I 'm glad because this is not affecting me as much as i thought it would. The most banal things keep me alive and they have nothing to do with people. I have learnt that everybody is the same. In the core of every single human being lies the same needs and same desires. A part of me feels psychopathic because i know the formula and the solution. To win love, to inspire warmth and to forge friendships. When you see it like i do, in its stupid simplicity, you feel like you can make friends everywhere, you can fool people into doing what you want and then you can quietly slip out of their lives unscathed. I will never cease to be amazed at this change that i have gone through within the last five years. There were days when i would sit and observe my mind and i swear to god i could feel the gears slowly change. I was conscious and feeling of all that was changing. I am a product of those changes here today. I don't feel bound to anybody, to any responsibility or to anything at all.

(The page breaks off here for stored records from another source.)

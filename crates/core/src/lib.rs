//! Core tokenization logic for source-code revision datasets.
//!
//! Turns a revision record (previous file, one line-level edit, diagnostic
//! messages) into a fixed-size, formatting-preserving token window with
//! identifiers renamed to `VARn` placeholders and every line field re-origined
//! onto the window. [`tokenize_revision`] handles one record,
//! [`process_directory`] a whole directory of them.

/// Trait for turning source text into tokens with attached trivia.
///
/// The pipeline only relies on token order, token kind, line spans and the
/// (possibly structured) trivia around each token.
pub trait SourceParser {
    fn parse(&self, text: &str) -> Result<SyntaxTree, ParseError>;
}

// Blanket implementation for references to parsers
impl<T: SourceParser + ?Sized> SourceParser for &T {
    fn parse(&self, text: &str) -> Result<SyntaxTree, ParseError> {
        (*self).parse(text)
    }
}

mod canonical;
mod csharp;
pub mod dataset;
mod diff;
mod error;
mod message;
mod offsets;
pub mod pipeline;
mod record;
mod revision;
mod serialize;
mod span;
pub mod syntax;
mod window;

pub use canonical::{is_placeholder, CanonicalToken, Canonicalizer, CanonicalizerConfig};
pub use csharp::CSharpParser;
pub use dataset::{finalize_dataset, flatten_source, flatten_target, DatasetConfig, DatasetSummary, Split};
pub use diff::{apply_diff, target_line_span};
pub use error::{ParseError, TokenizeError, TokenizeResult};
pub use message::{tokenize_message, TokenizedMessage, UNKNOWN_MARKER};
pub use offsets::{diff_locations, renormalize_diagnostics, renormalize_diff, window_anchor};
pub use pipeline::{
    discover_json_files, process_directory, process_file, BatchSummary, FileOutcome,
    PipelineConfig, DEFAULT_REPO_ROOT,
};
pub use record::{
    AddAction, DiagnosticOccurrence, ParsedDiff, RemoveAction, ReplaceAction, RevisionRecord,
};
pub use revision::{tokenize_revision, TokenizedRevision};
pub use serialize::{serialize, serialize_trivia, Serialized};
pub use span::{resolve_token_range, tokens_in_line_span, trivia_in_line_span, TokenRange};
pub use syntax::{LineSpan, SyntaxTree, Token, TokenKind, Trivia, TriviaKind};
pub use window::pad_to_token_budget;

/// Default number of tokens in the previous-file window
pub const DEFAULT_TOKEN_BUDGET: usize = 50;
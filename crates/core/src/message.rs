//! Word tokenization of diagnostic messages.

use std::sync::LazyLock;

use regex::Regex;

use crate::canonical::Canonicalizer;

static DELIMITER_RE: LazyLock<Regex> = LazyLock::new(|| Regex::new(r"[.!?\-]").unwrap());
static QUOTED_RE: LazyLock<Regex> =
    LazyLock::new(|| Regex::new(r"^'([^']*)'([.!?\-]*)$").unwrap());

/// Prefix of a quoted identifier missing from the record map.
pub const UNKNOWN_MARKER: &str = "UNKNOWN:";

/// Word tokens of one diagnostic message.
#[derive(Debug, Clone, Default, PartialEq, Eq)]
pub struct TokenizedMessage {
    pub tokens: Vec<String>,
    /// Quoted words with no placeholder in the record's map.
    pub unresolved: usize,
}

/// Split `message` into word tokens.
///
/// `'quoted'` words resolve through `canon`; a miss emits
/// `UNKNOWN: 'word'`. Other words are lower-cased and split around `.`, `!`,
/// `?` and `-`, keeping the delimiters.
pub fn tokenize_message(canon: &Canonicalizer<'_>, message: &str) -> TokenizedMessage {
    let mut out = TokenizedMessage::default();

    for word in message.split(' ').filter(|w| !w.is_empty()) {
        if let Some(caps) = QUOTED_RE.captures(word) {
            let identifier = &caps[1];
            match canon.lookup(identifier) {
                Some(placeholder) => out.tokens.push(placeholder.to_string()),
                None => {
                    out.unresolved += 1;
                    out.tokens.push(format!("{UNKNOWN_MARKER} '{identifier}'"));
                }
            }
            out.tokens.extend(caps[2].chars().map(String::from));
        } else {
            split_retaining_delimiters(&word.to_lowercase(), &mut out.tokens);
        }
    }

    out
}

fn split_retaining_delimiters(word: &str, out: &mut Vec<String>) {
    let mut last = 0;
    for m in DELIMITER_RE.find_iter(word) {
        if m.start() > last {
            out.push(word[last..m.start()].to_string());
        }
        out.push(m.as_str().to_string());
        last = m.end();
    }
    if last < word.len() {
        out.push(word[last..].to_string());
    }
}
impl<'a> Lexer<'a> {
    fn new(src: &'a str) -> Self {
        Self {
            src,
            pos: 0,
            line: 0,
            at_line_start: true,
            pieces: Vec::new(),
        }
    }

    fn rest(&self) -> &'a str {
        &self.src[self.pos..]
    }

    fn peek(&self) -> Option<char> {
        self.rest().chars().next()
    }

    fn peek_at(&self, offset: usize) -> Option<char> {
        self.rest().chars().nth(offset)
    }

    fn bump(&mut self) -> Option<char> {
        let c = self.peek()?;
        self.pos += c.len_utf8();
        if c == '\n' {
            self.line += 1;
        }
        Some(c)
    }

    fn at_end_of_line(&self) -> bool {
        let rest = self.rest();
        rest.starts_with('\n') || rest.starts_with("\r\n")
    }

    /// Advance to just before the next end-of-line (or end of input).
    fn skip_to_end_of_line(&mut self) {
        while !self.rest().is_empty() && !self.at_end_of_line() {
            self.bump();
        }
    }

    /// Consume an end-of-line at the cursor and return its leaf trivia.
    fn end_of_line(&mut self) -> Option<Trivia> {
        let line = self.line;
        let text = if self.rest().starts_with("\r\n") {
            "\r\n"
        } else if self.rest().starts_with('\n') {
            "\n"
        } else {
            return None;
        };
        self.pos += text.len();
        self.line += 1;
        Some(Trivia::leaf(TriviaKind::EndOfLine, text, LineSpan::single(line)))
    }

    fn push_trivia(&mut self, trivia: Trivia) {
        self.pieces.push(Piece::Trivia(trivia));
    }

    fn run(mut self) -> Result<Vec<Piece>, ParseError> {
        while let Some(c) = self.peek() {
            if let Some(eol) = self.end_of_line() {
                self.push_trivia(eol);
                self.at_line_start = true;
            } else if is_inline_whitespace(c) {
                self.whitespace();
            } else if self.rest().starts_with("//") {
                if self.at_line_start && is_doc_comment_start(self.rest()) {
                    self.documentation_comment();
                } else {
                    self.single_line_comment();
                }
            } else if self.rest().starts_with("/*") {
                self.block_comment()?;
            } else if c == '#' && self.at_line_start {
                self.directive();
            } else {
                let token = self.token()?;
                self.pieces.push(Piece::Token(token));
                self.at_line_start = false;
            }
        }
        Ok(self.pieces)
    }

    fn whitespace(&mut self) {
        let start = self.pos;
        while self.peek().is_some_and(is_inline_whitespace) && !self.at_end_of_line() {
            self.bump();
        }
        let text = &self.src[start..self.pos];
        self.push_trivia(Trivia::leaf(
            TriviaKind::Whitespace,
            text,
            LineSpan::single(self.line),
        ));
    }

    fn single_line_comment(&mut self) {
        let start = self.pos;
        self.skip_to_end_of_line();
        let text = &self.src[start..self.pos];
        self.push_trivia(Trivia::leaf(
            TriviaKind::SingleLineComment,
            text,
            LineSpan::single(self.line),
        ));
        self.at_line_start = false;
    }

    fn block_comment(&mut self) -> Result<(), ParseError> {
        let start = self.pos;
        let start_line = self.line;
        let close = self.rest()[2..]
            .find("*/")
            .ok_or_else(|| ParseError::new(start_line, "unterminated block comment"))?;
        let end = self.pos + 2 + close + 2;
        while self.pos < end {
            self.bump();
        }
        let text = &self.src[start..end];
        self.push_trivia(Trivia::leaf(
            TriviaKind::MultiLineComment,
            text,
            LineSpan::new(start_line, self.line),
        ));
        self.at_line_start = false;
        Ok(())
    }

    /// Consecutive `///` lines become one structured trivia item with an
    /// exterior marker per line. The final end-of-line belongs to the item.
    fn documentation_comment(&mut self) {
        let start = self.pos;
        let start_line = self.line;
        let mut exteriors = Vec::new();

        let last_line = loop {
            let line = self.line;
            let exterior_start = self.pos;
            while self.peek().is_some_and(|c| c == ' ' || c == '\t') {
                self.bump();
            }
            self.pos += 3;
            exteriors.push(Trivia::leaf(
                TriviaKind::DocumentationCommentExterior,
                &self.src[exterior_start..self.pos],
                LineSpan::single(line),
            ));
            self.skip_to_end_of_line();
            if self.end_of_line().is_none() {
                break line;
            }
            let next = self.rest().trim_start_matches([' ', '\t']);
            if !is_doc_comment_start(next) {
                break line;
            }
        };

        self.push_trivia(Trivia::structured(
            TriviaKind::SingleLineDocumentationComment,
            &self.src[start..self.pos],
            LineSpan::new(start_line, last_line),
            exteriors,
        ));
        self.at_line_start = true;
    }

    fn directive(&mut self) {
        let start = self.pos;
        let line = self.line;
        self.bump();
        while self.peek().is_some_and(|c| c == ' ' || c == '\t') {
            self.bump();
        }
        let name_start = self.pos;
        while self.peek().is_some_and(|c| c.is_ascii_alphabetic()) {
            self.bump();
        }
        let kind = directive_kind(&self.src[name_start..self.pos]);
        let message_start = self.pos;
        self.skip_to_end_of_line();
        let message = self.src[message_start..self.pos].trim();

        let mut structure = Vec::new();
        let carries_message = matches!(
            kind,
            TriviaKind::RegionDirective
                | TriviaKind::EndRegionDirective
                | TriviaKind::ErrorDirective
                | TriviaKind::WarningDirective
        );
        if carries_message && !message.is_empty() {
            structure.push(Trivia::leaf(
                TriviaKind::PreprocessingMessage,
                message,
                LineSpan::single(line),
            ));
        }
        if let Some(eol) = self.end_of_line() {
            structure.push(eol);
        }

        self.push_trivia(Trivia::structured(
            kind,
            &self.src[start..self.pos],
            LineSpan::single(line),
            structure,
        ));
        self.at_line_start = true;
    }

    fn token(&mut self) -> Result<Token, ParseError> {
        let start = self.pos;
        let start_line = self.line;
        let c = self.peek().unwrap_or_default();
        let next = self.peek_at(1);

        let kind = if is_string_start(self.rest()) {
            self.string_literal()?;
            TokenKind::StringLiteral
        } else if c == '\'' {
            self.character_literal()?;
            TokenKind::CharacterLiteral
        } else if c.is_ascii_digit() || (c == '.' && next.is_some_and(|n| n.is_ascii_digit())) {
            self.numeric_literal();
            TokenKind::NumericLiteral
        } else if is_identifier_start(c) || (c == '@' && next.is_some_and(is_identifier_start)) {
            self.bump();
            while self.peek().is_some_and(is_identifier_part) {
                self.bump();
            }
            let text = &self.src[start..self.pos];
            if KEYWORDS.contains(&text) {
                TokenKind::Keyword
            } else {
                TokenKind::Identifier
            }
        } else {
            match MULTI_CHAR_PUNCTUATION
                .iter()
                .find(|p| self.rest().starts_with(**p))
            {
                Some(p) => self.pos += p.len(),
                None => {
                    self.bump();
                }
            }
            TokenKind::Punctuation
        };

        Ok(Token::new(
            kind,
            &self.src[start..self.pos],
            LineSpan::new(start_line, self.line),
        ))
    }

    fn numeric_literal(&mut self) {
        let rest = self.rest();
        if rest.starts_with("0x") || rest.starts_with("0X") || rest.starts_with("0b") || rest.starts_with("0B") {
            self.pos += 2;
            while self.peek().is_some_and(|c| c.is_ascii_hexdigit() || c == '_') {
                self.bump();
            }
        } else {
            while self.peek().is_some_and(|c| c.is_ascii_digit() || c == '_') {
                self.bump();
            }
            if self.peek() == Some('.') && self.peek_at(1).is_some_and(|c| c.is_ascii_digit()) {
                self.bump();
                while self.peek().is_some_and(|c| c.is_ascii_digit() || c == '_') {
                    self.bump();
                }
            }
            if matches!(self.peek(), Some('e' | 'E')) {
                let signed = matches!(self.peek_at(1), Some('+' | '-'));
                let digit_at = if signed { 2 } else { 1 };
                if self.peek_at(digit_at).is_some_and(|c| c.is_ascii_digit()) {
                    for _ in 0..digit_at {
                        self.bump();
                    }
                    while self.peek().is_some_and(|c| c.is_ascii_digit()) {
                        self.bump();
                    }
                }
            }
        }
        while self
            .peek()
            .is_some_and(|c| matches!(c, 'u' | 'U' | 'l' | 'L' | 'f' | 'F' | 'd' | 'D' | 'm' | 'M'))
        {
            self.bump();
        }
    }

    fn character_literal(&mut self) -> Result<(), ParseError> {
        let line = self.line;
        self.bump();
        loop {
            match self.bump() {
                Some('\\') => {
                    self.bump();
                }
                Some('\'') => return Ok(()),
                Some('\n') | None => {
                    return Err(ParseError::new(line, "unterminated character literal"))
                }
                Some(_) => {}
            }
        }
    }

    /// Regular, verbatim, interpolated and raw string literals.
    fn string_literal(&mut self) -> Result<(), ParseError> {
        let line = self.line;
        let mut interpolated = false;
        let mut verbatim = false;
        while let Some(c) = self.peek() {
            match c {
                '$' => interpolated = true,
                '@' => verbatim = true,
                _ => break,
            }
            self.bump();
        }

        let quotes = self.rest().chars().take_while(|c| *c == '"').count();
        if quotes >= 3 {
            let delimiter = "\"".repeat(quotes);
            let close = self.rest()[quotes..]
                .find(&delimiter)
                .ok_or_else(|| ParseError::new(line, "unterminated raw string literal"))?;
            let end = self.pos + quotes + close + quotes;
            while self.pos < end {
                self.bump();
            }
            return Ok(());
        }

        self.bump();
        let mut depth = 0usize;
        loop {
            let c = self
                .bump()
                .ok_or_else(|| ParseError::new(line, "unterminated string literal"))?;
            match c {
                '"' if depth > 0 => self.nested_string(line)?,
                '"' if verbatim && self.peek() == Some('"') => {
                    self.bump();
                }
                '"' => return Ok(()),
                '\\' if !verbatim || depth > 0 => {
                    self.bump();
                }
                '{' if interpolated => {
                    if depth == 0 && self.peek() == Some('{') {
                        self.bump();
                    } else {
                        depth += 1;
                    }
                }
                '}' if interpolated && depth > 0 => depth -= 1,
                '\n' if !verbatim && depth == 0 => {
                    return Err(ParseError::new(line, "unterminated string literal"))
                }
                _ => {}
            }
        }
    }

    /// A plain string inside an interpolation hole; the opening quote is consumed.
    fn nested_string(&mut self, line: usize) -> Result<(), ParseError> {
        loop {
            match self.bump() {
                Some('\\') => {
                    self.bump();
                }
                Some('"') => return Ok(()),
                Some(_) => {}
                None => return Err(ParseError::new(line, "unterminated string literal")),
            }
        }
    }
}
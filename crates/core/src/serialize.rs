//! Flatten canonical tokens and their trivia into a symbol sequence.

use crate::canonical::CanonicalToken;
use crate::syntax::{flatten_trivia, Trivia};

/// Symbol stream of a token slice.
#[derive(Debug, Clone, Default, PartialEq, Eq)]
pub struct Serialized {
    pub symbols: Vec<String>,
    /// Smallest 0-based start line of the serialized tokens.
    pub first_line: Option<usize>,
    /// Token symbols only, trivia excluded.
    pub token_count: usize,
}

/// Leading trivia kinds, token text, trailing trivia kinds, per token.
///
/// Structured trivia contributes its nested leaves. Line tracking reads the
/// span of the original token, never the renamed text.
pub fn serialize(tokens: &[CanonicalToken<'_>]) -> Serialized {
    let mut out = Serialized::default();
    for token in tokens {
        let original = token.original;
        push_trivia_kinds(&mut out.symbols, &original.leading);
        out.symbols.push(token.text.clone());
        push_trivia_kinds(&mut out.symbols, &original.trailing);

        out.token_count += 1;
        out.first_line = Some(match out.first_line {
            Some(line) => line.min(original.span.start),
            None => original.span.start,
        });
    }
    out
}

/// Kind names of already flattened trivia leaves, for spans without tokens.
pub fn serialize_trivia(leaves: &[&Trivia]) -> Vec<String> {
    leaves.iter().map(|t| t.kind.as_str().to_string()).collect()
}

fn push_trivia_kinds(symbols: &mut Vec<String>, trivia: &[Trivia]) {
    symbols.extend(
        flatten_trivia(trivia)
            .into_iter()
            .map(|t| t.kind.as_str().to_string()),
    );
}
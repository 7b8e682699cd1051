//! Error types for the revision tokenizer.

use std::path::PathBuf;

/// Error raised by the C# lexer or any other [`SourceParser`](crate::SourceParser).
#[derive(Debug, Clone, PartialEq, Eq, thiserror::Error)]
#[error("line {line}: {message}")]
pub struct ParseError {
    /// 0-based line where the offending construct starts.
    pub line: usize,
    pub message: String,
}

impl ParseError {
    pub fn new(line: usize, message: impl Into<String>) -> Self {
        Self {
            line,
            message: message.into(),
        }
    }
}

/// Reasons a single record is rejected. None of these abort a batch.
#[derive(Debug, thiserror::Error)]
pub enum TokenizeError {
    #[error("Malformed record: {0}")]
    MalformedRecord(String),

    #[error("Edit out of range: {0}")]
    OutOfRangeEdit(String),

    #[error("Edit spans {size} tokens, budget is {budget}")]
    WindowTooLarge { size: usize, budget: usize },

    #[error("Source file has no tokens")]
    EmptySource,

    #[error("Parse error: {0}")]
    Parse(#[from] ParseError),

    #[error("IO error on {path}: {source}")]
    Io {
        path: PathBuf,
        #[source]
        source: std::io::Error,
    },

    #[error("JSON error: {0}")]
    Json(#[from] serde_json::Error),

    #[error("Thread pool error: {0}")]
    ThreadPool(#[from] rayon::ThreadPoolBuildError),
}

impl TokenizeError {
    pub fn io(path: impl Into<PathBuf>, source: std::io::Error) -> Self {
        TokenizeError::Io {
            path: path.into(),
            source,
        }
    }

    /// Stable label used for logging and rejection counts.
    pub fn kind(&self) -> &'static str {
        match self {
            TokenizeError::MalformedRecord(_) => "malformed_record",
            TokenizeError::OutOfRangeEdit(_) => "out_of_range_edit",
            TokenizeError::WindowTooLarge { .. } => "window_too_large",
            TokenizeError::EmptySource => "empty_source",
            TokenizeError::Parse(_) => "parse_failure",
            TokenizeError::Io { .. } => "io",
            TokenizeError::Json(_) => "json",
            TokenizeError::ThreadPool(_) => "thread_pool",
        }
    }
}

/// Result type used throughout the crate.
pub type TokenizeResult<T> = Result<T, TokenizeError>;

Emotions are chains that bind you to slavery. To other people and to their whims because you rely on them to validate you. When i was younger and full of feelings and desires, i was controlled by other peoples reactions, facial expressions and words. Now, i feel free and light as air, almost as if i were air itself. Effervescent and vague. Two beautiful qualities that everyone who i've ever wanted to be has possessed. Independence has saved me from the worst of myself. I have always been a person of extremes. Before it was all and now there is nothing. I like nothingness better. I like the cleanliness and the freedom of nothingness.
Sounds like you've reached enlightenment, which is a very hard thing to achieve. Well done.